Contra sua natureza, ele não se aproveitou muito. Por incrível que pareça.

Ele me dava espaço também. Esse espaço infelizmente era mais por eu ter que estudar mesmo, havia uma prova pendente para realizar e fechar definitivamente meu semestre. Ainda assim, Murilo preferiu faltar no trabalho para ficar comigo em casa, por sempre me levando algum mimo, não importando se era ou não hora de um break, e por esse tempo perdurava certa paz.

Foi fazendo carinho nele que descobrimos um “galinho” no alto de sua testa. Quando Murilo me seguiu na avenida, correndo, e que eu entrei no ônibus, o senhor que esperava sua vez no ponto de ônibus pensou que meu irmão fosse algum bandido que estivesse me perseguindo. E atacou o Murilo quando o transporte se foi. Bateu nele com a bengala de madeira.

Tipo, bateu mesmo!

A adrenalina àquela hora fora tão tensa que meu irmão mal sentiu. Só muito depois que notou uns pontos doloridos em seu braço e ombro, onde também foi atingido. Na realidade, ele quase não deu importância a isso de tão alucinado que se encontrava. Poucas foram as horas em que ele se aquietou. E quando se aquietava, parecia pior. Foi o que Aline me deixou escapar. Ainda não me informaram sobre o que houve dentro de casa, só colho pedaços de história de um e de outro. Foi Vini e Gui que tiveram de segurar meu irmão, que parecia um maníaco a qualquer coisa que diziam.

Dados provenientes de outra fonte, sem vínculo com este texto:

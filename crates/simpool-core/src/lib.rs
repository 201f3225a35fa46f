//! Core engine for simpool, a multi-process simulation job runner.
//!
//! This crate provides:
//! - Framing plus native and object codecs for worker channels
//! - The worker-side job loop with progress heartbeats
//! - Storage redirection so worker output flows back to one store
//! - The orchestrator that fans jobs out over worker processes
//! - The legacy remote file-transfer protocol

pub mod config;
pub mod error;
pub mod ipc;
pub mod orchestrator;
pub mod remote;
pub mod runnable;
pub mod storage;
pub mod worker;

pub use config::{PoolConfig, WireProtocol, find_worker_binary};
pub use error::{Error, Result};
pub use ipc::{JobOutput, JobSpec, Override, ReadCommand, Request, Response, RunCommand, Table, Value};
pub use orchestrator::{
    InProcessLauncher, JobCallback, JobResult, Orchestrator, ProcessLauncher, RunSummary, WorkerLauncher,
};
pub use runnable::{CancelSignal, Progress, Registry, Runnable, Simulation};
pub use storage::{DataStore, MemoryStore, StorageRedirect};
pub use worker::{NativeServer, Session, WorkerClient};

Traçar caminhos pelos fios de cabelo dele – também foi assim que descobrimos umas marcas por seu pescoço daquela doida recente catapora que teve – e fazer aquele carinho que mais amava me puxava para encará-lo. E lá, naquelas pupilas atentas a mim com todo cuidado, podia ver o desespero e a ânsia ainda impregnados nesse ser. Estava abalado, é o que quero dizer. E não só pelo fato de eu ter fugido e sumido, mas as "provas" de que algo bem ruim havia acontecido. Como aquela história de Yuri ter me visto.

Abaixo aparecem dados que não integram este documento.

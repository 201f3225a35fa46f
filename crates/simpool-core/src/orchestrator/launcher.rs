//! Starting workers and owning their channel pairs.

use std::io::{BufReader, BufWriter, Read, Write};
use std::path::PathBuf;
use std::process::Child;
use std::sync::{Arc, Mutex};
use std::thread::JoinHandle;
use std::time::Duration;

use tracing::{debug, warn};

use crate::config::PoolConfig;
use crate::error::{Error, Result};
use crate::ipc::{Channel, DEFAULT_MAX_FRAME_LEN};
use crate::runnable::Registry;
use crate::worker::WorkerClient;

/// Orchestrator side of a worker's channel.
pub type WorkerChannel = Channel<Box<dyn Read + Send>, Box<dyn Write + Send>>;

enum Peer {
    Process(Child),
    Thread(JoinHandle<()>),
}

/// A started worker: its channel plus whatever runs the other end.
pub struct WorkerConnection {
    channel: Option<WorkerChannel>,
    peer: Option<Peer>,
    label: String,
}

impl WorkerConnection {
    /// Wrap a channel whose peer is managed elsewhere.
    pub fn new(channel: WorkerChannel, label: impl Into<String>) -> Self {
        Self {
            channel: Some(channel),
            peer: None,
            label: label.into(),
        }
    }

    fn with_peer(mut self, peer: Peer) -> Self {
        self.peer = Some(peer);
        self
    }

    pub fn label(&self) -> &str {
        &self.label
    }

    pub fn channel(&mut self) -> Result<&mut WorkerChannel> {
        self.channel.as_mut().ok_or(Error::ChannelClosed)
    }

    /// Close the channel and wait for the worker to exit.
    ///
    /// Closing the orchestrator's outbound pipe is the worker's signal to
    /// leave its loop.
    pub fn shutdown(mut self) {
        self.channel = None;
        match self.peer.take() {
            Some(Peer::Process(mut child)) => match child.wait() {
                Ok(status) if !status.success() => {
                    warn!(worker = %self.label, %status, "worker exited abnormally")
                }
                Ok(_) => debug!(worker = %self.label, "worker exited"),
                Err(e) => warn!(worker = %self.label, "failed to wait for worker: {}", e),
            },
            Some(Peer::Thread(handle)) => {
                let _ = handle.join();
            }
            None => {}
        }
    }
}

impl Drop for WorkerConnection {
    fn drop(&mut self) {
        self.channel = None;
        // A worker dropped without shutdown may be wedged mid-job.
        if let Some(Peer::Process(mut child)) = self.peer.take() {
            if let Ok(None) = child.try_wait() {
                let _ = child.kill();
            }
            let _ = child.wait();
        }
    }
}

/// Starts a worker for an orchestrator slot.
pub trait WorkerLauncher: Send + Sync {
    fn launch(&self, slot: usize) -> Result<WorkerConnection>;
}

/// Launches `simpool-worker` processes connected by anonymous pipes.
pub struct ProcessLauncher {
    binary: PathBuf,
    heartbeat_interval: Duration,
    max_frame_len: usize,
    verbose: bool,
    /// Held while pipes are created and a child is spawned, so no other
    /// child can inherit descriptors meant for this one.
    spawn_lock: Mutex<()>,
}

impl ProcessLauncher {
    pub fn new(binary: impl Into<PathBuf>) -> Self {
        Self {
            binary: binary.into(),
            heartbeat_interval: crate::config::DEFAULT_HEARTBEAT_INTERVAL,
            max_frame_len: DEFAULT_MAX_FRAME_LEN,
            verbose: false,
            spawn_lock: Mutex::new(()),
        }
    }

    /// Launcher for the binary and limits in `config`.
    pub fn from_config(config: &PoolConfig) -> Result<Self> {
        Ok(Self::new(config.resolve_worker_binary()?)
            .with_heartbeat_interval(config.heartbeat_interval)
            .with_max_frame_len(config.max_frame_len)
            .with_verbose(config.verbose_workers))
    }

    pub fn with_heartbeat_interval(mut self, interval: Duration) -> Self {
        self.heartbeat_interval = interval;
        self
    }

    pub fn with_max_frame_len(mut self, limit: usize) -> Self {
        self.max_frame_len = limit;
        self
    }

    /// Pass `--verbose` to workers.
    pub fn with_verbose(mut self, verbose: bool) -> Self {
        self.verbose = verbose;
        self
    }

    pub fn binary(&self) -> &std::path::Path {
        &self.binary
    }
}

#[cfg(unix)]
impl WorkerLauncher for ProcessLauncher {
    fn launch(&self, slot: usize) -> Result<WorkerConnection> {
        use std::fs::File;
        use std::os::fd::AsRawFd;
        use std::os::unix::process::CommandExt;
        use std::process::{Command, Stdio};

        use crate::config::WireProtocol;

        let _guard = self
            .spawn_lock
            .lock()
            .map_err(|e| Error::Launch(format!("spawn lock poisoned: {}", e)))?;

        // Worker writes, orchestrator reads.
        let (from_worker, worker_out) = pipes::cloexec_pipe()?;
        // Orchestrator writes, worker reads.
        let (worker_in, to_worker) = pipes::cloexec_pipe()?;
        let child_out = worker_out.as_raw_fd();
        let child_in = worker_in.as_raw_fd();

        let mut command = Command::new(&self.binary);
        command
            .arg(format!("fd:{}", child_out))
            .arg(format!("fd:{}", child_in))
            .arg("--protocol")
            .arg(WireProtocol::Object.to_string())
            .arg("--heartbeat-ms")
            .arg(self.heartbeat_interval.as_millis().to_string())
            .arg("--max-frame-len")
            .arg(self.max_frame_len.to_string())
            .stdin(Stdio::null())
            .stdout(Stdio::null())
            .stderr(Stdio::inherit());
        if self.verbose {
            command.arg("--verbose");
        }
        // SAFETY: the hook only calls fcntl, which is async-signal-safe.
        unsafe {
            command.pre_exec(move || {
                pipes::inherit(child_out)?;
                pipes::inherit(child_in)
            });
        }

        let child = command.spawn().map_err(|e| {
            Error::Launch(format!(
                "Failed to spawn worker process '{}': {}",
                self.binary.display(),
                e
            ))
        })?;
        drop(worker_out);
        drop(worker_in);
        debug!(slot, pid = child.id(), "worker launched");

        let reader: Box<dyn Read + Send> = Box::new(BufReader::new(File::from(from_worker)));
        let writer: Box<dyn Write + Send> = Box::new(BufWriter::new(File::from(to_worker)));
        let channel = Channel::new(reader, writer).with_max_frame_len(self.max_frame_len);
        Ok(WorkerConnection::new(channel, format!("worker-{}[pid {}]", slot, child.id()))
            .with_peer(Peer::Process(child)))
    }
}

#[cfg(not(unix))]
impl WorkerLauncher for ProcessLauncher {
    fn launch(&self, _slot: usize) -> Result<WorkerConnection> {
        Err(Error::Launch(
            "pipe-connected worker processes are only supported on unix".to_string(),
        ))
    }
}

#[cfg(unix)]
mod pipes {
    use std::os::fd::{FromRawFd, OwnedFd};

    use crate::error::Result;

    fn set_cloexec(fd: i32, on: bool) -> std::io::Result<()> {
        // SAFETY: fcntl on a descriptor this process owns.
        let flags = unsafe { libc::fcntl(fd, libc::F_GETFD) };
        if flags == -1 {
            return Err(std::io::Error::last_os_error());
        }
        let flags = if on {
            flags | libc::FD_CLOEXEC
        } else {
            flags & !libc::FD_CLOEXEC
        };
        // SAFETY: as above.
        if unsafe { libc::fcntl(fd, libc::F_SETFD, flags) } == -1 {
            return Err(std::io::Error::last_os_error());
        }
        Ok(())
    }

    /// Anonymous pipe as (read end, write end), both close-on-exec.
    pub(super) fn cloexec_pipe() -> Result<(OwnedFd, OwnedFd)> {
        let mut fds = [0i32; 2];
        // SAFETY: fds has room for the two descriptors pipe writes.
        if unsafe { libc::pipe(fds.as_mut_ptr()) } == -1 {
            return Err(std::io::Error::last_os_error().into());
        }
        // SAFETY: pipe succeeded, so both descriptors are open and unowned.
        let (read, write) = unsafe { (OwnedFd::from_raw_fd(fds[0]), OwnedFd::from_raw_fd(fds[1])) };
        set_cloexec(fds[0], true)?;
        set_cloexec(fds[1], true)?;
        Ok((read, write))
    }

    /// Let a descriptor survive exec. Runs in the forked child.
    pub(super) fn inherit(fd: i32) -> std::io::Result<()> {
        set_cloexec(fd, false)
    }
}

/// Runs each worker on a thread of this process, over a socket pair.
///
/// Used by tests and by embedders whose runnables are safe to share a
/// process.
pub struct InProcessLauncher {
    registry: Arc<Registry>,
    heartbeat_interval: Duration,
}

impl InProcessLauncher {
    pub fn new(registry: Arc<Registry>) -> Self {
        Self {
            registry,
            heartbeat_interval: crate::config::DEFAULT_HEARTBEAT_INTERVAL,
        }
    }

    pub fn with_heartbeat_interval(mut self, interval: Duration) -> Self {
        self.heartbeat_interval = interval;
        self
    }
}

#[cfg(unix)]
impl WorkerLauncher for InProcessLauncher {
    fn launch(&self, slot: usize) -> Result<WorkerConnection> {
        use std::os::unix::net::UnixStream;

        let (ours, theirs) = UnixStream::pair()?;
        let worker_channel = Channel::new(theirs.try_clone()?, theirs);
        let mut worker = WorkerClient::new(worker_channel, Arc::clone(&self.registry))
            .with_heartbeat_interval(self.heartbeat_interval);

        let handle = std::thread::Builder::new()
            .name(format!("worker-{}", slot))
            .spawn(move || {
                if let Err(e) = worker.serve() {
                    warn!(slot, "in-process worker stopped: {}", e);
                }
            })?;

        let reader: Box<dyn Read + Send> = Box::new(ours.try_clone()?);
        let writer: Box<dyn Write + Send> = Box::new(ours);
        Ok(WorkerConnection::new(Channel::new(reader, writer), format!("worker-{}[thread]", slot))
            .with_peer(Peer::Thread(handle)))
    }
}

#[cfg(not(unix))]
impl WorkerLauncher for InProcessLauncher {
    fn launch(&self, _slot: usize) -> Result<WorkerConnection> {
        Err(Error::Launch("in-process workers need unix socket pairs".to_string()))
    }
}

#[cfg(all(test, unix))]
mod tests {
    use super::*;
    use crate::ipc::{JobSpec, Request, Response};

    #[test]
    fn test_in_process_worker_answers_job() {
        let launcher = InProcessLauncher::new(Arc::new(Registry::with_builtins()));
        let mut connection = launcher.launch(0).unwrap();
        let spec = JobSpec::new("noop", "n");

        let channel = connection.channel().unwrap();
        channel.send_command(&Request::Job(spec.clone())).unwrap();
        match channel.recv::<Response>().unwrap() {
            Response::Output(output) => {
                assert_eq!(output.job_id, spec.id);
                assert!(output.succeeded());
            }
            other => panic!("unexpected {:?}", other),
        }
        connection.shutdown();
    }

    #[test]
    fn test_from_config_carries_worker_settings() {
        let binary = tempfile::NamedTempFile::new().unwrap();
        let config = PoolConfig::default()
            .with_worker_path(binary.path())
            .with_heartbeat_interval(Duration::from_millis(40))
            .with_max_frame_len(4096)
            .with_verbose_workers(true);
        let launcher = ProcessLauncher::from_config(&config).unwrap();
        assert_eq!(launcher.binary(), binary.path());
        assert_eq!(launcher.heartbeat_interval, Duration::from_millis(40));
        assert_eq!(launcher.max_frame_len, 4096);
        assert!(launcher.verbose);
    }

    #[test]
    fn test_pipes_are_cloexec() {
        let (read, _write) = pipes::cloexec_pipe().unwrap();
        use std::os::fd::AsRawFd;
        let flags = unsafe { libc::fcntl(read.as_raw_fd(), libc::F_GETFD) };
        assert_ne!(flags & libc::FD_CLOEXEC, 0);
    }

    #[test]
    #[ignore = "Requires simpool-worker binary"]
    fn test_process_worker_answers_job() {
        let launcher = ProcessLauncher::from_config(&PoolConfig::default()).unwrap();
        let mut connection = launcher.launch(0).unwrap();
        let spec = JobSpec::new("noop", "n");
        let channel = connection.channel().unwrap();
        channel.send_command(&Request::Job(spec.clone())).unwrap();
        assert!(matches!(channel.recv::<Response>().unwrap(), Response::Output(_)));
        connection.shutdown();
    }
}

Só de cogitar a ideia de eu ter entrado num carro com estranhos, a cabeça de meu mano imaginou coisas terríveis, as mais extremas possíveis. Temia ele não ter que ir na polícia dar parte de meu desaparecimento, mas sim para hospitais, senão nas próprias delegacias, chamado por algum acontecimento. Que, pelo meu estado suscetível, qualquer um poderia se aproveitar.

Não era bobeira.

Falhei muito nisso, é o que me recrimino. Uma vez até tinha prometido a Vinícius que nunca iria mais fugir dele como já havia feito, que, se brigássemos, apenas diria pra se afastar. Aquela preocupação dele era real e eu não a considerei, fiz foi assustar novamente. Do tipo, assustar mesmo, aos dois. Me joguei ao risco em profunda loucura. Tanta coisa poderia ter acontecido comigo!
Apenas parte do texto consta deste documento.